Mira, un partenaire de choix
Pour mener ce projet à bien, le ministère de la Justice a fait équipe avec la Fondation Mira, un organisme phare en matière de chiens-guides et chiens d’assistance au Québec. Le parcours des chiens sélectionnés pour aller travailler au CAVAC est sensiblement le même que ceux qui accompagneront des personnes vivant avec un handicap, par exemple. Le chien passe la première année de sa vie dans une famille d’accueil bénévole pour assurer sa socialisation. Sa famille l’amène alors partout où elle va, du restaurant à la salle de cinéma, afin de le désensibiliser à tout ce qui l’entoure. L’animal retourne ensuite chez MIRA pour une semaine d’évaluation au terme de laquelle il est classé parmi différents programmes selon son tempérament, ses réactions et ses caractéristiques.
« Pour devenir un chien d’assistance judiciaire, il faut que le chien soit capable d’être calme et disponible pendant de longues périodes puisque c’est ce qui sera attendu de lui en salle de Cour, par exemple ».
– Charlotte Moses Bélanger, Coordonnatrice principale aux projets spéciaux et intervenante aux programmes à la Fondation Mira
Une fois classés, les chiens sont prêts à être jumelés à leur nouveau maître. Les quatre intervenantes CAVAC sélectionnées pour devenir responsables de nos nouveaux collègues se sont donc rendues au siège social de l’organisme l’automne dernier pour suivre une formation. Une formation au cours de laquelle elles ont appris les commandes de base et de quelle façon assurer l’obéissance de leur nouveau partenaire, mais qui a aussi permis d’établir une relation et de commencer à créer des liens avec celui-ci.
Un nouveau défi plein d’inconnu
Ces 10 jours de formation au mois d’octobre ont d’ailleurs été déstabilisants, émotifs et épuisants pour Annie, Nadia, Jade et Anne-Isabelle, nouvelles responsables des chiens d’assistance dans leur CAVAC respectif. Alors que plusieurs peuvent croire qu’un chien MIRA est naturellement obéissant et irréprochable, les intervenantes ont vite réalisé qu’il y a avait beaucoup de travail à faire pour se faire respecter de l’animal, pour assurer ses apprentissages et également pour créer un lien de confiance avec leur nouveau partenaire. Et même si ce lien s’était créé rapidement pour Anne-Isabelle, elle n’a eu d’autres choix que de changer de compagnon à quelques jours du départ à la maison. Une situation qui n’est pas rare au moment du pairage et qui démontre bien qu’il faut faire preuve de flexibilité lorsqu’on travaille avec des êtres vivants.
C’est le défi personnel, mais aussi l’amour des animaux qui ont attiré ces professionnelles en intervention vers ce nouveau poste de responsables de chien d’assistance judiciaire.
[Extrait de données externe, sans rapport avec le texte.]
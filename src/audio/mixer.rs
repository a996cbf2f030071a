// Copyright (C) 2026 Michael Wilson <mike@mdwn.dev>
//
// This program is free software: you can redistribute it and/or modify it under
// the terms of the GNU General Public License as published by the Free Software
// Foundation, version 3.
//
// This program is distributed in the hope that it will be useful, but WITHOUT
// ANY WARRANTY; without even the implied warranty of MERCHANTABILITY or FITNESS
// FOR A PARTICULAR PURPOSE. See the GNU General Public License for more details.
//
// You should have received a copy of the GNU General Public License along with
// this program. If not, see <https://www.gnu.org/licenses/>.
//
// Mixing of independent sample voices into an interleaved output buffer.
use tracing::warn;

use crate::samples::DecodedSample;

/// Default maximum number of concurrently sounding voices.
pub const DEFAULT_MAX_VOICES: usize = 32;

/// One playback of a sample, from its first frame to its last.
pub struct Voice {
    /// Monotonic ID, also used to find the oldest voice.
    id: u64,
    sample: DecodedSample,
    /// The next frame to play.
    position: usize,
}

impl Voice {
    fn is_finished(&self) -> bool {
        self.position >= self.sample.frames()
    }

    /// The sample value for an output channel at the given frame offset.
    #[inline]
    fn value(&self, frame: usize, output_channel: usize) -> f32 {
        let channels = self.sample.channel_count() as usize;
        let source_channel = if channels == 1 {
            0
        } else if output_channel < channels {
            output_channel
        } else {
            return 0.0;
        };
        self.sample
            .data()
            .get(frame * channels + source_channel)
            .copied()
            .unwrap_or(0.0)
    }
}

/// Sums active voices. Each trigger adds its own voice, so rapid retriggers overlap
/// instead of cutting each other off.
pub struct Mixer {
    voices: Vec<Voice>,
    num_channels: u16,
    max_voices: usize,
    next_id: u64,
}

impl Mixer {
    /// Creates a new mixer.
    pub fn new(num_channels: u16, max_voices: usize) -> Mixer {
        Mixer {
            voices: Vec::with_capacity(max_voices),
            num_channels: num_channels.max(1),
            max_voices: max_voices.max(1),
            next_id: 0,
        }
    }

    /// Starts a new voice at offset zero. If the voice limit is reached the oldest
    /// voice is stolen.
    pub fn add(&mut self, sample: DecodedSample) {
        if self.voices.len() >= self.max_voices {
            if let Some(oldest) = self
                .voices
                .iter()
                .enumerate()
                .min_by_key(|(_, voice)| voice.id)
                .map(|(index, _)| index)
            {
                self.voices.remove(oldest);
                warn!(
                    max_voices = self.max_voices,
                    "Voice limit reached, stealing oldest"
                );
            }
        }

        self.voices.push(Voice {
            id: self.next_id,
            sample,
            position: 0,
        });
        self.next_id += 1;
    }

    /// Mixes the active voices into an interleaved buffer, overwriting its contents,
    /// and drops voices that have finished.
    pub fn process_into_output(&mut self, output: &mut [f32]) {
        output.fill(0.0);
        let channels = self.num_channels as usize;
        let frames = output.len() / channels;

        for voice in self.voices.iter_mut() {
            let available = voice.sample.frames().saturating_sub(voice.position);
            let to_mix = available.min(frames);
            for frame in 0..to_mix {
                for channel in 0..channels {
                    output[frame * channels + channel] +=
                        voice.value(voice.position + frame, channel);
                }
            }
            voice.position += to_mix;
        }

        self.voices.retain(|voice| !voice.is_finished());
    }

    /// Returns the number of voices still sounding.
    pub fn active_count(&self) -> usize {
        self.voices.len()
    }

    pub fn num_channels(&self) -> u16 {
        self.num_channels
    }
}

impl std::fmt::Debug for Mixer {
    fn fmt(&self, f: &mut std::fmt::Formatter<'_>) -> std::fmt::Result {
        f.debug_struct("Mixer")
            .field("active_voices", &self.voices.len())
            .field("num_channels", &self.num_channels)
            .field("max_voices", &self.max_voices)
            .finish()
    }
}

#[cfg(test)]
mod tests {
    use super::*;

    fn mono(values: &[f32]) -> DecodedSample {
        DecodedSample::new(values.to_vec(), 1, 44100)
    }

    #[test]
    fn test_single_voice_plays_from_start() {
        let mut mixer = Mixer::new(1, DEFAULT_MAX_VOICES);
        mixer.add(mono(&[0.1, 0.2, 0.3]));

        let mut output = vec![1.0; 5];
        mixer.process_into_output(&mut output);
        assert_eq!(output, vec![0.1, 0.2, 0.3, 0.0, 0.0]);
        assert_eq!(mixer.active_count(), 0);
    }

    #[test]
    fn test_voices_span_buffers() {
        let mut mixer = Mixer::new(1, DEFAULT_MAX_VOICES);
        mixer.add(mono(&[0.1, 0.2, 0.3, 0.4]));

        let mut output = vec![0.0; 2];
        mixer.process_into_output(&mut output);
        assert_eq!(output, vec![0.1, 0.2]);
        assert_eq!(mixer.active_count(), 1);

        mixer.process_into_output(&mut output);
        assert_eq!(output, vec![0.3, 0.4]);
        assert_eq!(mixer.active_count(), 0);
    }

    #[test]
    fn test_retriggers_overlap() {
        let mut mixer = Mixer::new(1, DEFAULT_MAX_VOICES);
        let sample = mono(&[0.5, 0.5, 0.5, 0.5]);
        mixer.add(sample.clone());

        let mut output = vec![0.0; 2];
        mixer.process_into_output(&mut output);

        // The second trigger starts from zero while the first keeps going.
        mixer.add(sample);
        mixer.process_into_output(&mut output);
        assert_eq!(output, vec![1.0, 1.0]);
        assert_eq!(mixer.active_count(), 1);

        mixer.process_into_output(&mut output);
        assert_eq!(output, vec![0.5, 0.5]);
        assert_eq!(mixer.active_count(), 0);
    }

    #[test]
    fn test_mono_sample_fills_all_channels() {
        let mut mixer = Mixer::new(2, DEFAULT_MAX_VOICES);
        mixer.add(mono(&[0.25, 0.5]));

        let mut output = vec![0.0; 4];
        mixer.process_into_output(&mut output);
        assert_eq!(output, vec![0.25, 0.25, 0.5, 0.5]);
    }

    #[test]
    fn test_stereo_sample_on_wider_output() {
        let mut mixer = Mixer::new(3, DEFAULT_MAX_VOICES);
        mixer.add(DecodedSample::new(vec![0.1, -0.1], 2, 44100));

        let mut output = vec![0.0; 3];
        mixer.process_into_output(&mut output);
        assert_eq!(output, vec![0.1, -0.1, 0.0]);
    }

    #[test]
    fn test_voice_limit_steals_oldest() {
        let mut mixer = Mixer::new(1, 2);
        mixer.add(mono(&[1.0; 8]));
        mixer.add(mono(&[2.0; 8]));
        mixer.add(mono(&[4.0; 8]));
        assert_eq!(mixer.active_count(), 2);

        let mut output = vec![0.0; 1];
        mixer.process_into_output(&mut output);
        assert_eq!(output, vec![6.0]);
    }
}
#[cfg(test)]
mod tests {
    use std::path::PathBuf;

    use crate::testutil::write_wav;

    use super::*;

    #[test]
    fn test_transcode_samples() {
        // Simple mono sine wave at 44100Hz
        let source_rate = 44100;
        let target_rate = 48000;
        let source_samples: Vec<f32> = (0..4410)
            .map(|i| (2.0 * std::f32::consts::PI * 440.0 * i as f32 / source_rate as f32).sin())
            .collect();

        let result = transcode_samples(&source_samples, 1, source_rate, target_rate);

        // Should have more samples at higher rate
        let expected_len = (4410.0_f64 * 48000.0 / 44100.0).ceil() as usize;
        assert_eq!(result.len(), expected_len);
    }

    #[test]
    fn test_transcode_stereo() {
        // Stereo: L=1.0, R=-1.0 alternating
        let source_samples = vec![1.0f32, -1.0, 1.0, -1.0, 1.0, -1.0, 1.0, -1.0];

        let result = transcode_samples(&source_samples, 2, 44100, 48000);

        // Check that channels are preserved
        assert!(result.len() >= 8);
        assert!((result[0] - 1.0).abs() < 0.1);
        assert!((result[1] - (-1.0)).abs() < 0.1);
    }

    #[test]
    fn test_decoded_sample_accessors() {
        let sample = DecodedSample::new(vec![0.0; 48000 * 2], 2, 48000);
        assert_eq!(sample.frames(), 48000);
        assert_eq!(sample.duration(), Duration::from_secs(1));
        assert_eq!(sample.memory_size(), 48000 * 2 * 4);

        let clone = sample.clone();
        assert!(clone.same_buffer(&sample));
        let other = DecodedSample::new(vec![0.0; 48000 * 2], 2, 48000);
        assert!(!other.same_buffer(&sample));
    }

    #[test]
    fn test_file_fetcher_resolve() {
        let fetcher = FileFetcher::new("/sounds");
        assert_eq!(fetcher.resolve("click.wav"), PathBuf::from("/sounds/click.wav"));
        assert_eq!(fetcher.resolve("/abs/beep.wav"), PathBuf::from("/abs/beep.wav"));
    }

    #[test]
    fn test_file_fetcher_missing_file() {
        let tempdir = tempfile::tempdir().unwrap();
        let fetcher = FileFetcher::new(tempdir.path());
        assert!(matches!(
            fetcher.fetch("missing.wav"),
            Err(SampleError::Fetch { .. })
        ));
    }

    #[test]
    fn test_load_wav() {
        let tempdir = tempfile::tempdir().unwrap();
        let path = tempdir.path().join("click.wav");
        let left: Vec<f32> = (0..4410).map(|i| (i as f32 / 4410.0) - 0.5).collect();
        let right: Vec<f32> = left.iter().map(|s| -s).collect();
        write_wav(path, vec![left.clone(), right], 44100).unwrap();

        let loader = SampleLoader::from_files(tempdir.path(), None);
        let sample = loader.load(&SoundEntry::new("Click", "click.wav")).unwrap();
        assert_eq!(sample.channel_count(), 2);
        assert_eq!(sample.sample_rate(), 44100);
        assert_eq!(sample.frames(), 4410);
        assert!((sample.data()[0] - left[0]).abs() < 1e-6);
        assert!((sample.data()[1] + left[0]).abs() < 1e-6);
    }

    #[test]
    fn test_load_wav_resampled() {
        let tempdir = tempfile::tempdir().unwrap();
        let path = tempdir.path().join("beep.wav");
        write_wav(path, vec![vec![0.25f32; 4410]], 44100).unwrap();

        let loader = SampleLoader::from_files(tempdir.path(), Some(48000));
        let sample = loader.load(&SoundEntry::new("Beep", "beep.wav")).unwrap();
        assert_eq!(sample.channel_count(), 1);
        assert_eq!(sample.sample_rate(), 48000);
        let expected_frames = (4410.0_f64 * (48000.0 / 44100.0)).ceil() as usize;
        assert_eq!(sample.frames(), expected_frames);
    }

    #[test]
    fn test_decode_garbage() {
        let decoder = SymphoniaDecoder::new(None);
        let result = decoder.decode("noise.wav", b"definitely not a wav file".to_vec());
        assert!(matches!(result, Err(SampleError::Decode { .. })));
    }
}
Même si elles se doutaient toutes des responsabilités et des changements dans leur vie que ce nouveau rôle impliquait, elles admettent qu’il s’agit d’une des expériences les plus déstabilisantes, mais aussi enrichissantes qu’elles aient vécues. Les premières semaines à la maison et au travail ont constitué une période d’acclimatation et d’adaptation pour Java, Scala, Falkor et Lincoln ainsi que pour leur nouvelle maîtresse.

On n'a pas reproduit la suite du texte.